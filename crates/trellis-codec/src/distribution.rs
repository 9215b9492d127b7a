//! Per-column distributions embedded in the artifact for filter widgets.

use serde::{Deserialize, Serialize};
use std::collections::BTreeMap;

use trellis_model::{CogValue, MetaDescriptor, MetaKind, Record};

#[derive(Debug, Clone, PartialEq, Eq, Serialize, Deserialize)]
pub struct LevelCount {
    pub label: String,
    pub count: usize,
}

#[derive(Debug, Clone, PartialEq, Serialize, Deserialize)]
#[serde(tag = "type", rename_all = "lowercase")]
pub enum CogDistribution {
    /// Counts per level, in level order.
    Factor { counts: Vec<LevelCount> },
    /// Equal-width histogram. When `log` is set, `breaks` are on the log10 scale.
    Numeric {
        log: bool,
        breaks: Vec<f64>,
        freq: Vec<usize>,
    },
}

/// Compute distributions for every factor and numeric meta.
///
/// Columns without any usable value get no entry.
pub fn compute_distributions(
    metas: &[MetaDescriptor],
    records: &[Record],
) -> BTreeMap<String, CogDistribution> {
    let mut distns = BTreeMap::new();
    for meta in metas {
        let distn = match &meta.kind {
            MetaKind::Factor { levels } => factor_distribution(&meta.varname, levels, records),
            MetaKind::Number { log, .. } => numeric_distribution(&meta.varname, *log, records),
            MetaKind::Currency { .. } => numeric_distribution(&meta.varname, false, records),
            MetaKind::Date { .. }
            | MetaKind::Time { .. }
            | MetaKind::Href { .. }
            | MetaKind::Graph { .. }
            | MetaKind::String {}
            | MetaKind::Panel { .. } => None,
        };
        if let Some(distn) = distn {
            distns.insert(meta.varname.clone(), distn);
        }
    }
    distns
}

fn factor_distribution(
    varname: &str,
    levels: &[String],
    records: &[Record],
) -> Option<CogDistribution> {
    if levels.is_empty() {
        return None;
    }
    let mut counts = vec![0usize; levels.len()];
    for record in records {
        let code = match record.get(varname) {
            CogValue::Factor(factor) => Some(factor.code),
            CogValue::Int(code) => usize::try_from(*code).ok(),
            CogValue::Text(label) => levels.iter().position(|level| level == label),
            _ => None,
        };
        if let Some(slot) = code.and_then(|code| counts.get_mut(code)) {
            *slot += 1;
        }
    }
    Some(CogDistribution::Factor {
        counts: levels
            .iter()
            .zip(counts)
            .map(|(label, count)| LevelCount {
                label: label.clone(),
                count,
            })
            .collect(),
    })
}

fn numeric_distribution(varname: &str, log: bool, records: &[Record]) -> Option<CogDistribution> {
    let mut values: Vec<f64> = records
        .iter()
        .filter_map(|record| record.get(varname).as_f64())
        .filter(|value| value.is_finite())
        .collect();
    if values.is_empty() {
        return None;
    }
    let log = log && values.iter().all(|value| *value > 0.0);
    if log {
        values.iter_mut().for_each(|value| *value = value.log10());
    }
    let (breaks, freq) = histogram(&values);
    Some(CogDistribution::Numeric { log, breaks, freq })
}

/// Sturges-rule histogram over non-empty finite values.
fn histogram(values: &[f64]) -> (Vec<f64>, Vec<usize>) {
    let min = values.iter().copied().fold(f64::INFINITY, f64::min);
    let max = values.iter().copied().fold(f64::NEG_INFINITY, f64::max);
    if min == max {
        return (vec![min, max], vec![values.len()]);
    }
    let bins = (values.len() as f64).log2().ceil() as usize + 1;
    let width = (max - min) / bins as f64;
    let mut breaks: Vec<f64> = (0..bins).map(|idx| min + idx as f64 * width).collect();
    breaks.push(max);
    let mut freq = vec![0usize; bins];
    for value in values {
        let idx = (((value - min) / width).floor() as usize).min(bins - 1);
        freq[idx] += 1;
    }
    (breaks, freq)
}

#[cfg(test)]
mod tests {
    use super::*;

    #[test]
    fn test_factor_counts_in_level_order() {
        let metas = vec![MetaDescriptor::factor("c", "C", ["a", "b", "c"])];
        let records = vec![
            Record::new("1").with("c", "b"),
            Record::new("2").with("c", 0_i64),
            Record::new("3").with("c", "b"),
            Record::new("4").with("c", "zzz"),
        ];
        let distns = compute_distributions(&metas, &records);
        let CogDistribution::Factor { counts } = &distns["c"] else {
            panic!("expected factor distribution");
        };
        let got: Vec<usize> = counts.iter().map(|c| c.count).collect();
        assert_eq!(got, vec![1, 2, 0]);
    }

    #[test]
    fn test_histogram_counts_every_value() {
        let metas = vec![MetaDescriptor::number("v", "V")];
        let records: Vec<Record> = [10.0, 15.0, 20.0, 25.0, 30.0]
            .into_iter()
            .enumerate()
            .map(|(idx, value)| Record::new(idx.to_string()).with("v", value))
            .collect();
        let distns = compute_distributions(&metas, &records);
        let CogDistribution::Numeric { breaks, freq, log } = &distns["v"] else {
            panic!("expected numeric distribution");
        };
        assert!(!log);
        assert_eq!(freq.iter().sum::<usize>(), 5);
        assert_eq!(breaks.len(), freq.len() + 1);
        assert_eq!(breaks.first(), Some(&10.0));
        assert_eq!(breaks.last(), Some(&30.0));
    }

    #[test]
    fn test_constant_column_single_bin() {
        let metas = vec![MetaDescriptor::number("v", "V")];
        let records = vec![Record::new("a").with("v", 3.0), Record::new("b").with("v", 3.0)];
        let distns = compute_distributions(&metas, &records);
        assert_eq!(
            distns["v"],
            CogDistribution::Numeric {
                log: false,
                breaks: vec![3.0, 3.0],
                freq: vec![2],
            }
        );
    }
}
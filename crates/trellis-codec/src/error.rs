//! Error and warning types for encoding and decoding displays.

use std::fmt;
use std::path::PathBuf;
use thiserror::Error;

use trellis_model::MetaType;

/// Errors that abort an encode or decode call.
#[derive(Debug, Error)]
pub enum CodecError {
    // === Encode ===
    /// A declared meta column is absent from a record.
    #[error("record '{panel_key}' has no value for meta '{varname}'")]
    SchemaMismatch { panel_key: String, varname: String },

    /// A factor value is not one of the declared levels (strict mode only).
    #[error("value '{value}' of record '{panel_key}' is not a level of factor '{varname}'")]
    UnknownLevel {
        panel_key: String,
        varname: String,
        value: String,
    },

    /// Two records share a panel key.
    #[error("duplicate panel key '{panel_key}'")]
    DuplicatePanelKey { panel_key: String },

    // === Schema ===
    /// A meta descriptor carries a type tag this codec does not know.
    #[error("meta '{varname}' has unsupported type '{type_tag}'")]
    UnsupportedMetaType { varname: String, type_tag: String },

    /// The wire document is malformed or lacks required keys.
    #[error("invalid display artifact: {reason}")]
    InvalidSchema { reason: String },

    #[error("failed to serialize display artifact: {source}")]
    Json {
        #[from]
        source: serde_json::Error,
    },

    // === File System ===
    #[error("failed to {operation} {path}: {source}")]
    Io {
        operation: &'static str,
        path: PathBuf,
        #[source]
        source: std::io::Error,
    },

    /// The temp file was written but could not replace the target.
    #[error("failed to replace {target_path}")]
    AtomicWriteFailed {
        temp_path: PathBuf,
        target_path: PathBuf,
        #[source]
        source: std::io::Error,
    },
}

impl CodecError {
    pub(crate) fn io(operation: &'static str, path: impl Into<PathBuf>, source: std::io::Error) -> Self {
        Self::Io {
            operation,
            path: path.into(),
            source,
        }
    }

    pub(crate) fn invalid(reason: impl Into<String>) -> Self {
        Self::InvalidSchema {
            reason: reason.into(),
        }
    }
}

pub type Result<T> = std::result::Result<T, CodecError>;

/// What went wrong with a single value during decoding.
#[derive(Debug, Clone, PartialEq, Eq)]
pub enum WarningKind {
    /// The panel file could not be found; the record keeps a null location.
    UnresolvedPanel { reference: Option<String> },
    /// A factor code outside `1..=levels.len()`.
    FactorCodeOutOfRange { code: i64 },
    /// A value that does not parse as the declared type.
    UnparsableValue { expected: MetaType, raw: String },
}

/// A recoverable, per-row decode problem. The row is always kept.
#[derive(Debug, Clone, PartialEq, Eq)]
pub struct PartialDecodeWarning {
    pub panel_key: String,
    pub varname: String,
    pub kind: WarningKind,
}

impl fmt::Display for PartialDecodeWarning {
    fn fmt(&self, f: &mut fmt::Formatter<'_>) -> fmt::Result {
        match &self.kind {
            WarningKind::UnresolvedPanel { reference } => write!(
                f,
                "{}: panel '{}' not found",
                self.panel_key,
                reference.as_deref().unwrap_or("<none>")
            ),
            WarningKind::FactorCodeOutOfRange { code } => write!(
                f,
                "{}: factor code {} out of range for '{}'",
                self.panel_key, code, self.varname
            ),
            WarningKind::UnparsableValue { expected, raw } => write!(
                f,
                "{}: '{}' is not a valid {} for '{}'",
                self.panel_key, raw, expected, self.varname
            ),
        }
    }
}
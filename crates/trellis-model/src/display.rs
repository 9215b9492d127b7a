use serde::{Deserialize, Serialize};

use crate::meta::{MetaDescriptor, MetaKind, PanelSource, PanelType, find_meta};
use crate::state::{DisplayState, View};

/// Shared description of how panels are located, written once per display.
#[derive(Debug, Clone, Default, PartialEq, Eq, Serialize, Deserialize)]
pub struct PanelInterface {
    #[serde(rename = "panelCol")]
    pub panel_col: String,
    #[serde(flatten)]
    pub source: PanelSource,
}

/// Everything a producer declares about a display apart from its rows.
#[derive(Debug, Clone, Default, PartialEq)]
pub struct DisplaySchema {
    pub name: String,
    pub description: String,
    pub metas: Vec<MetaDescriptor>,
    pub state: DisplayState,
    pub views: Vec<View>,
}

impl DisplaySchema {
    pub fn new(name: impl Into<String>, metas: Vec<MetaDescriptor>) -> Self {
        Self {
            name: name.into(),
            metas,
            ..Self::default()
        }
    }

    #[must_use]
    pub fn with_description(mut self, description: impl Into<String>) -> Self {
        self.description = description.into();
        self
    }

    #[must_use]
    pub fn with_state(mut self, state: DisplayState) -> Self {
        self.state = state;
        self
    }

    pub fn meta(&self, varname: &str) -> Option<&MetaDescriptor> {
        find_meta(&self.metas, varname)
    }

    /// The designated panel column, if the display declares one.
    pub fn panel_meta(&self) -> Option<&MetaDescriptor> {
        self.metas.iter().find(|meta| meta.is_panel())
    }

    /// Panel type and source of the designated panel column.
    pub fn panel_settings(&self) -> Option<(PanelType, &PanelSource)> {
        self.panel_meta().and_then(|meta| match &meta.kind {
            MetaKind::Panel {
                paneltype, source, ..
            } => Some((*paneltype, source)),
            _ => None,
        })
    }

    /// Derive the panel interface descriptor from the panel column.
    pub fn panel_interface(&self) -> Option<PanelInterface> {
        let meta = self.panel_meta()?;
        let (_, source) = self.panel_settings()?;
        Some(PanelInterface {
            panel_col: meta.varname.clone(),
            source: source.clone(),
        })
    }

    /// Metas that can be filtered on: every non-panel meta.
    pub fn filterable_metas(&self) -> Vec<&MetaDescriptor> {
        self.metas.iter().filter(|meta| !meta.is_panel()).collect()
    }

    /// Metas that can be sorted on. Currently the same set as the filterable ones.
    pub fn sortable_metas(&self) -> Vec<&MetaDescriptor> {
        self.metas.iter().filter(|meta| !meta.is_panel()).collect()
    }
}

::::::

Your task =
Extract all lines from the data in which "PanelSource" is found.

Reply =
use crate::meta::{MetaDescriptor, MetaKind, PanelSource, PanelType, find_meta};
    pub source: PanelSource,
    pub fn panel_settings(&self) -> Option<(PanelType, &PanelSource)> {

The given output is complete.